GNOME Bugzilla – Bug 678474
potential-match should be smarter with accents
Last modified: 2012-06-26 08:01:39 UTC
Let's say I have an individual called "Frederic Peters" and another one "Frédéric Peters". They are obviously the same person but gnome-contacts does not suggest me to link them (MatchResult.HIGH): (gnome-contacts:13363): folks-DEBUG: potential-match.vala:593: Frédéric Peters and Frederic Peters have 16 matches and 5,000000 / 2 transpositions (gnome-contacts:13363): folks-DEBUG: potential-match.vala:494: [jaro_dist] Distance for Frédéric Peters and Frederic Peters: 0,928309 (gnome-contacts:13363): folks-DEBUG: potential-match.vala:250: [name_similarity] Got 0,700000 (numbers can be wrong, this example is not actually from Fred, I just used his name because he's public enough to not care having his name in this bug :) Looks like Folks uses the Jaro distance to decide if 2 names are similar enough. I think it should first pre-process the strings to 'reduce' them to their non accentuated form like Empathy does in live search to ignore accents.
Here is the Empathy code, most of it can probably be reused. http://git.gnome.org/browse/empathy/tree/libempathy-gtk/empathy-live-search.c#n134
This was already implemented in http://git.gnome.org/browse/folks/diff/?id=f8e59f0d0a051ed9dcfeab2467b78ca1aabec741 (bug #670872) using the code from Empathy’s live search. There are two possibilities: • The code is broken. • The code is successfully stripping the accents, but that still doesn’t give a high enough matching score to get MatchResult.HIGH. IIRC this could happen if the pair of names are really short. Could you provide an actual pair of names which are a problem?

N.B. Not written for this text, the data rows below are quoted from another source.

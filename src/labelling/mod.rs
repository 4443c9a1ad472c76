//! Exact label-setting algorithm for KPLink.
//!
//! The search enumerates partial selections as labels on a line graph with
//! two pseudo-nodes: every path from the source to the sink visits a
//! strictly increasing sequence of items with consecutive indices at most
//! `max_distance` apart, which is exactly the compactness rule. Dominance
//! pruning keeps, at every node, only the Pareto-efficient (cost, weight)
//! pairs, and the minimum-cost label at the sink is an optimal solution.
//!
//! The engine is single-threaded; the only cancellation point is the
//! wall-clock check at the top of the main loop.

mod frontier;
mod label;

pub use frontier::Frontier;
pub use label::{Label, LabelArena, LabelId, Node};

use std::fmt;
use std::time::Instant;

use log::{debug, info};

use crate::instance::KpLinkInstance;
use crate::solution::Solution;

/// Tolerance when cross-checking reconstructed totals against the totals
/// accumulated along the label chain (summation order differs).
const TOTALS_CHECK_EPS: f64 = 1e-6;

/// Parameters of the labelling algorithm.
#[derive(Debug, Clone)]
pub struct LabellingParams {
    /// Wall-clock time limit in seconds. Must be non-negative.
    pub time_limit: f64,
}

impl Default for LabellingParams {
    fn default() -> Self {
        LabellingParams { time_limit: 3600.0 }
    }
}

Created attachment 217066 [details] [review] Fix character stripping code in PotentialMatch https://www.gitorious.org/folks/folks/commits/678474-name-matching Turns out there were indexing problems in the character stripping code, which this patch fixes. It also adds a test case.
Review of attachment 217066 [details] [review]: Looks good to me and fixed my issue; thanks!
May be another bug, but Contacts didn't suggest me to link my contact "Alice Badger" and "alice.badger".
(In reply to comment #5) > May be another bug, but Contacts didn't suggest me to link my contact "Alice > Badger" and "alice.badger". Yeah, I think that's a different issue. We should probably add a step where we replace all non-letters with spaces to find more related names.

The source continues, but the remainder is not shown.